Jatuh. Hatinya bagaikan jatuh ke dasar jurang paling dalam. Dhimas bahkan tak sanggup membayangkan hati kecilnya itu terpecah hingga berapa kepingan. Namun, yang bisa ia tampilkan hanyalah sebuah tawa kecil untuk menutupi nyeri di hatinya. “Iya, nggak apa-apa, Dhir. Santai aja.”
“Udah sore nih, Dhim. Gue nggak boleh lama-lama. Gue pulang ya?”
“Gue anter ya, Dhir? Please. At least buat yang terakhir kali karena abis ini kita nggak ketemu,” balas Dhimas.
Dhira menggeleng, “Nggak usah, Dhim. Gue udah minta jemput, kok.”
“Ah, gitu ya? Oke deh. Gue temenin aja kalo gitu, sampe jemputannya dateng.”
“Eh, nggak usah, nggak usah. Beneran nggak apa-apa. Lo pulang duluan aja. Makasih banyak yaaa, hari ini seru banget. Good luck buat sekolah lo, gue tau lo pinter banget.”

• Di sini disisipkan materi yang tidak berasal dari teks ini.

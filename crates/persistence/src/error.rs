// Copyright (C) 2026 Fred Clausen
// Use of this source code is governed by an MIT-style
// license that can be found in the LICENSE file or at
// https://opensource.org/licenses/MIT.

use apda_tab_domain::DomainError;
use diesel::result::{DatabaseErrorKind, Error as DieselError};

/// Message raised by the `before_tournament_user_insert` trigger.
///
/// Must match the text in both migration directories.
pub const DUPLICATE_ASSIGNMENT_MESSAGE: &str = "User is already assigned to this tournament";

/// Errors that can occur during persistence operations.
#[derive(Debug, Clone, PartialEq, Eq)]
pub enum PersistenceError {
    /// A database error occurred.
    DatabaseError(String),
    /// Database connection failed.
    DatabaseConnectionFailed(String),
    /// Database migration failed.
    MigrationFailed(String),
    /// Query execution failed.
    QueryFailed(String),
    /// Initialization error.
    InitializationError(String),
    /// Foreign key enforcement is not enabled.
    ForeignKeyEnforcementNotEnabled,
    /// An insert or update referenced a row that does not exist.
    ForeignKeyViolation(String),
    /// A primary key or unique constraint rejected a duplicate.
    UniqueViolation(String),
    /// The tournament/user duplicate guard rejected an assignment.
    DuplicateAssignment(String),
    /// A required column was given no value.
    NotNullViolation(String),
    /// A value fell outside a column's permitted domain.
    CheckViolation(String),
    /// An input value failed domain validation before reaching the database.
    Validation(DomainError),
    /// A stored value could not be mapped to a domain type.
    InvalidData(String),
    /// The requested resource was not found.
    NotFound(String),
    /// A general error occurred.
    Other(String),
}

impl PersistenceError {
    /// Returns whether this error is a constraint violation raised by the
    /// database engine (as opposed to an infrastructure failure).
    #[must_use]
    pub const fn is_constraint_violation(&self) -> bool {
        matches!(
            self,
            Self::ForeignKeyViolation(_)
                | Self::UniqueViolation(_)
                | Self::DuplicateAssignment(_)
                | Self::NotNullViolation(_)
                | Self::CheckViolation(_)
        )
    }
}

impl std::fmt::Display for PersistenceError {
    fn fmt(&self, f: &mut std::fmt::Formatter<'_>) -> std::fmt::Result {
        match self {
            Self::DatabaseError(msg) => write!(f, "Database error: {msg}"),
            Self::DatabaseConnectionFailed(msg) => {
                write!(f, "Database connection failed: {msg}")
            }
            Self::MigrationFailed(msg) => write!(f, "Migration failed: {msg}"),
            Self::QueryFailed(msg) => write!(f, "Query failed: {msg}"),
            Self::InitializationError(msg) => write!(f, "Initialization error: {msg}"),
            Self::ForeignKeyEnforcementNotEnabled => {
                write!(f, "Foreign key enforcement is not enabled")
            }
            Self::ForeignKeyViolation(msg) => write!(f, "Foreign key violation: {msg}"),
            Self::UniqueViolation(msg) => write!(f, "Duplicate key: {msg}"),
            Self::DuplicateAssignment(msg) => write!(f, "{msg}"),
            Self::NotNullViolation(msg) => write!(f, "Missing required value: {msg}"),
            Self::CheckViolation(msg) => write!(f, "Value out of domain: {msg}"),
            Self::Validation(err) => write!(f, "Validation failed: {err}"),
            Self::InvalidData(msg) => write!(f, "Invalid stored data: {msg}"),
            Self::NotFound(msg) => write!(f, "Not found: {msg}"),
            Self::Other(msg) => write!(f, "{msg}"),
        }
    }
}

impl std::error::Error for PersistenceError {}

impl From<DieselError> for PersistenceError {
    fn from(err: DieselError) -> Self {
        match err {
            DieselError::NotFound => Self::NotFound("Record not found".to_string()),
            DieselError::DatabaseError(kind, info) => {
                let message: String = info.message().to_string();

                // Trigger aborts surface as an unclassified error on both
                // backends; the message text is the only reliable marker.
                if message.contains(DUPLICATE_ASSIGNMENT_MESSAGE) {
                    return Self::DuplicateAssignment(DUPLICATE_ASSIGNMENT_MESSAGE.to_string());
                }

                match kind {
                    DatabaseErrorKind::ForeignKeyViolation => Self::ForeignKeyViolation(message),
                    DatabaseErrorKind::UniqueViolation => Self::UniqueViolation(message),
                    DatabaseErrorKind::NotNullViolation => Self::NotNullViolation(message),
                    DatabaseErrorKind::CheckViolation => Self::CheckViolation(message),
                    _ => Self::DatabaseError(message),
                }
            }
            other => Self::DatabaseError(other.to_string()),
        }
    }
}

impl From<diesel::ConnectionError> for PersistenceError {
    fn from(err: diesel::ConnectionError) -> Self {
        Self::DatabaseConnectionFailed(err.to_string())
    }
}

impl From<DomainError> for PersistenceError {
    fn from(err: DomainError) -> Self {
        Self::Validation(err)
    }
}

Pada akhirnya Dhimas hanya bisa pasrah, ia pun tak ingin memaksakan kehendak dan membuat Dhira tidak nyaman. Alhasil, ia menyetujui permintaan Dhira dan pamit untuk 'pulang'. Padahal kenyataannya, Dhimas memperhatikan Dhira dari jauh. Tanpa bermaksud jahat, tentunya. Dhimas hanya ingin memastikan Dhira menemukan orang yang menjemputnya tanpa diganggu siapapun. Dhimas hanya ingin memastikan Dhira pulang dengan selamat.
Namun, yang ia temukan adalah kenyataan yang lagi-lagi menyayat hatinya. Entah hatinya sehancur apa sekarang. Yang jelas, Dhimas merasa dirinya sangat, sangat bodoh.
Ia menemukan Dhira menemui seorang laki-laki dengan perawakan lebih tinggi dari Dhimas. Lebih gagah, lebih.. tampan. Dhira kemudian memeluk lelaki itu, yang kemudian dibalas usapan lembut di kepala Dhira.
Dhimas bergerak mendekat, namun tetap menjaga agar dirinya tak terlihat.
“Kamu udah lama?” tanya lelaki itu.”
“Belum, aku baru selesai. Maaf yaa, aku jalan sama dia berdua. Abis kasian, lagian emang untuk yang terakhir kok. Walaupun sebenernya aku males sih. Tapi yaa.. itung-itung bales budi, deh. Dia baik banget selama aku sekolah di situ. Nganterin aku pulang, bantuin PR aku. Tapi aku beneran nggak ada apa-apa kok sama dia,” jelas Dhira.
Lelaki di hadapan Dhira itu tertawa, “Iyaa, aku juga tau kamu manfaatin dia doang. Jadi Senin nanti kamu udah sekolah di sekolah aku, kan?”
“Iyaaaaaa. Nggak sabar deh!”
Kemudian Dhimas memilih menampakkan dirinya.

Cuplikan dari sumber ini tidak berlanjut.